→ Task to complete:
Whenever a line in the entries below contains the string "StatusCode", copy that line.

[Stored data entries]
_ _ _ _

mod core;
mod features;
mod shared;

use crate::core::config::Config;
use crate::core::openapi::{ApiDoc, SwaggerInfoModifier};
use crate::core::{database, middleware};
use crate::features::accommodations::{
    routes as accommodations_routes, AccommodationService, PgAccommodationRepository,
    PgAccommodationTypeRepository,
};
use crate::features::activities::{routes as activities_routes, ActivityService, PgActivityRepository};
use crate::features::auth::{
    routes as auth_routes, AuthService, ClientRegistry, JwtTokenIssuer, PgUserRepository,
};
use crate::features::images::{routes as images_routes, ImageService};
use crate::features::locations::{
    routes as locations_routes, AttractionService, LocationService, PgAttractionRepository,
    PgLocationRepository,
};
use crate::features::provinces::{routes as provinces_routes, PgProvinceRepository, ProvinceService};
use crate::features::public_users::{
    routes as public_users_routes, LoggingCodeSender, PgPublicUserRepository, PublicUserService,
};
use crate::features::vendors::{routes as vendors_routes, PgVendorRepository, VendorService};
use crate::shared::images::ImageUrls;
use axum::extract::DefaultBodyLimit;
use axum::{middleware::from_fn, Router};
use std::sync::Arc;
use tower_http::request_id::{PropagateRequestIdLayer, SetRequestIdLayer};
use tower_http::trace::{DefaultOnRequest, DefaultOnResponse, TraceLayer};
use tracing::Level;
use tracing_subscriber::{layer::SubscriberExt, util::SubscriberInitExt};
use utoipa::Modify;
use utoipa::OpenApi;
use utoipa_swagger_ui::SwaggerUi;

fn main() -> anyhow::Result<()> {
    // Build Tokio runtime with configurable worker threads
    let worker_threads = std::env::var("TOKIO_WORKER_THREADS")
        .ok()
        .and_then(|s| s.parse().ok())
        .unwrap_or_else(|| {
            std::thread::available_parallelism()
                .map(|p| p.get())
                .unwrap_or(4)
        });

    let runtime = tokio::runtime::Builder::new_multi_thread()
        .worker_threads(worker_threads)
        .max_blocking_threads(worker_threads * 4)
        .enable_all()
        .build()?;

    runtime.block_on(async_main(worker_threads))
}

async fn async_main(worker_threads: usize) -> anyhow::Result<()> {
    // Load .env file BEFORE initializing logger so RUST_LOG is available
    let _ = dotenvy::dotenv();

    tracing_subscriber::registry()
        .with(
            tracing_subscriber::EnvFilter::try_from_default_env().unwrap_or_else(|_| "info".into()),
        )
        .with(tracing_subscriber::fmt::layer())
        .init();

    let config = Config::from_env().map_err(|e| anyhow::anyhow!(e))?;

    tracing::info!(
        "System info: tokio_worker_threads={}, pid={}",
        worker_threads,
        std::process::id()
    );
    tracing::info!("Configuration loaded successfully");

    let pool = database::create_pool(&config.database).await?;
    tracing::info!("Database connection pool created");

    tracing::info!("Running database migrations...");
    sqlx::migrate!("./migrations")
        .run(&pool)
        .await
        .map_err(|e| anyhow::anyhow!("Migration failed: {}", e))?;
    tracing::info!("Database migrations completed successfully");

    // Repositories
    let user_repo = Arc::new(PgUserRepository::new(pool.clone()));
    let province_repo = Arc::new(PgProvinceRepository::new(pool.clone()));
    let activity_repo = Arc::new(PgActivityRepository::new(pool.clone()));
    let location_repo = Arc::new(PgLocationRepository::new(pool.clone()));
    let attraction_repo = Arc::new(PgAttractionRepository::new(pool.clone()));
    let public_user_repo = Arc::new(PgPublicUserRepository::new(pool.clone()));
    let vendor_repo = Arc::new(PgVendorRepository::new(pool.clone()));
    let accommodation_type_repo = Arc::new(PgAccommodationTypeRepository::new(pool.clone()));
    let accommodation_repo = Arc::new(PgAccommodationRepository::new(pool.clone()));

    // OAuth2 authorization server
    let token_issuer = Arc::new(JwtTokenIssuer::new(
        &config.auth.signing_key,
        config.auth.jwt_leeway,
    ));
    let auth_service = Arc::new(AuthService::new(
        user_repo.clone(),
        token_issuer,
        ClientRegistry::from_config(&config.auth),
    ));
    if let Some(admin) = config.auth.bootstrap_admin.as_ref() {
        auth_service.ensure_bootstrap_admin(admin).await?;
    }
    tracing::info!("Auth service initialized");

    let image_urls = ImageUrls::new(config.app.public_base_url.clone());

    let province_service = Arc::new(ProvinceService::new(province_repo.clone()));
    let activity_service = Arc::new(ActivityService::new(
        activity_repo.clone(),
        image_urls.clone(),
    ));
    let attraction_service = Arc::new(AttractionService::new(
        attraction_repo.clone(),
        image_urls.clone(),
    ));
    let location_service = Arc::new(LocationService::new(
        location_repo.clone(),
        province_repo,
        activity_repo.clone(),
        Arc::clone(&attraction_service),
        image_urls.clone(),
    ));
    let public_user_service = Arc::new(PublicUserService::new(
        public_user_repo,
        user_repo,
        Arc::new(LoggingCodeSender),
        config.auth.verification_code_ttl,
    ));
    let vendor_service = Arc::new(VendorService::new(vendor_repo.clone()));
    let accommodation_service = Arc::new(AccommodationService::new(
        accommodation_repo.clone(),
        accommodation_type_repo,
        vendor_repo,
        image_urls,
    ));
    let image_service = Arc::new(ImageService::new(
        location_repo,
        attraction_repo,
        activity_repo,
        accommodation_repo,
    ));
    tracing::info!("Content services initialized");

    // Build application router with dynamic swagger config
    let swagger_modifier = SwaggerInfoModifier {
        title: config.swagger.title.clone(),
        version: config.swagger.version.clone(),
        description: config.swagger.description.clone(),
    };

    let mut openapi = ApiDoc::openapi();
    swagger_modifier.modify(&mut openapi);

    let swagger = if let Some(credentials) = config.swagger.credentials() {
        tracing::info!("Swagger UI basic auth enabled");
        Router::new()
            .merge(SwaggerUi::new("/swagger-ui").url("/api-docs/openapi.json", openapi))
            .layer(from_fn(middleware::basic_auth_middleware(Arc::new(
                credentials,
            ))))
    } else {
        tracing::info!("Swagger UI basic auth disabled (no credentials configured)");
        Router::new().merge(SwaggerUi::new("/swagger-ui").url("/api-docs/openapi.json", openapi))
    };

    // Protected routes (require a bearer access token; role checks live in the handlers)
    let protected_routes = Router::new()
        .merge(provinces_routes::routes(province_service))
        .merge(activities_routes::routes(activity_service))
        .merge(locations_routes::routes(location_service, attraction_service))
        .merge(vendors_routes::routes(vendor_service))
        .merge(accommodations_routes::routes(accommodation_service))
        .merge(public_users_routes::protected_routes(Arc::clone(
            &public_user_service,
        )))
        .route_layer(axum::middleware::from_fn_with_state(
            Arc::clone(&auth_service),
            middleware::auth_middleware,
        ));

    async fn health_check() -> axum::http::StatusCode {
        axum::http::StatusCode::OK
    }
    let health_route = Router::new().route("/health", axum::routing::get(health_check));

    let public_routes = Router::new()
        .merge(auth_routes::routes(auth_service))
        .merge(public_users_routes::public_routes(public_user_service))
        .merge(images_routes::routes(image_service));

    let app = Router::new()
        .merge(swagger)
        .merge(protected_routes)
        .merge(public_routes)
        .merge(health_route)
        .layer(DefaultBodyLimit::max(config.app.max_request_body_size))
        .layer(middleware::cors_layer(
            config.app.cors_allowed_origins.clone(),
        ))
        // Propagate X-Request-Id to response headers
        .layer(PropagateRequestIdLayer::x_request_id())
        .layer(
            TraceLayer::new_for_http()
                .make_span_with(middleware::MakeSpanWithRequestId)
                .on_request(DefaultOnRequest::new().level(Level::INFO))
                .on_response(DefaultOnResponse::new().level(Level::INFO)),
        )
        // Generate X-Request-Id using UUID v7 (or use client-provided one)
        .layer(SetRequestIdLayer::x_request_id(middleware::MakeRequestUuid));

    // Start server
    let addr = config.app.server_address();
    let socket_addr: std::net::SocketAddr = addr
        .parse()
        .map_err(|e| anyhow::anyhow!("Invalid address: {}", e))?;

    // Use socket2 for TCP listener configuration
    let socket = socket2::Socket::new(
        socket2::Domain::for_address(socket_addr),
        socket2::Type::STREAM,
        Some(socket2::Protocol::TCP),
    )?;

    socket.set_reuse_address(true)?;
    #[cfg(unix)]
    socket.set_reuse_port(true)?;
    socket.set_nodelay(true)?;

    socket.set_recv_buffer_size(256 * 1024)?;
    socket.set_send_buffer_size(256 * 1024)?;

    #[cfg(target_os = "linux")]
    {
        let keepalive = socket2::TcpKeepalive::new()
            .with_time(std::time::Duration::from_secs(60))
            .with_interval(std::time::Duration::from_secs(10))
            .with_retries(3);
        socket.set_tcp_keepalive(&keepalive)?;
    }
    #[cfg(not(target_os = "linux"))]
    {
        let keepalive = socket2::TcpKeepalive::new().with_time(std::time::Duration::from_secs(60));
        socket.set_tcp_keepalive(&keepalive)?;
    }

    socket.set_nonblocking(true)?;
    socket.bind(&socket_addr.into())?;
    socket.listen(65535)?;

    let listener = tokio::net::TcpListener::from_std(socket.into())?;
    tracing::info!("Server listening on {}", format!("http://{}", addr));
    tracing::info!(
        "Swagger UI available at {}",
        format!("http://{}/swagger-ui/", addr)
    );

    axum::serve(listener, app).await?;

    Ok(())
}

_ _ _ _

→ Reply:
    async fn health_check() -> axum::http::StatusCode {
        axum::http::StatusCode::OK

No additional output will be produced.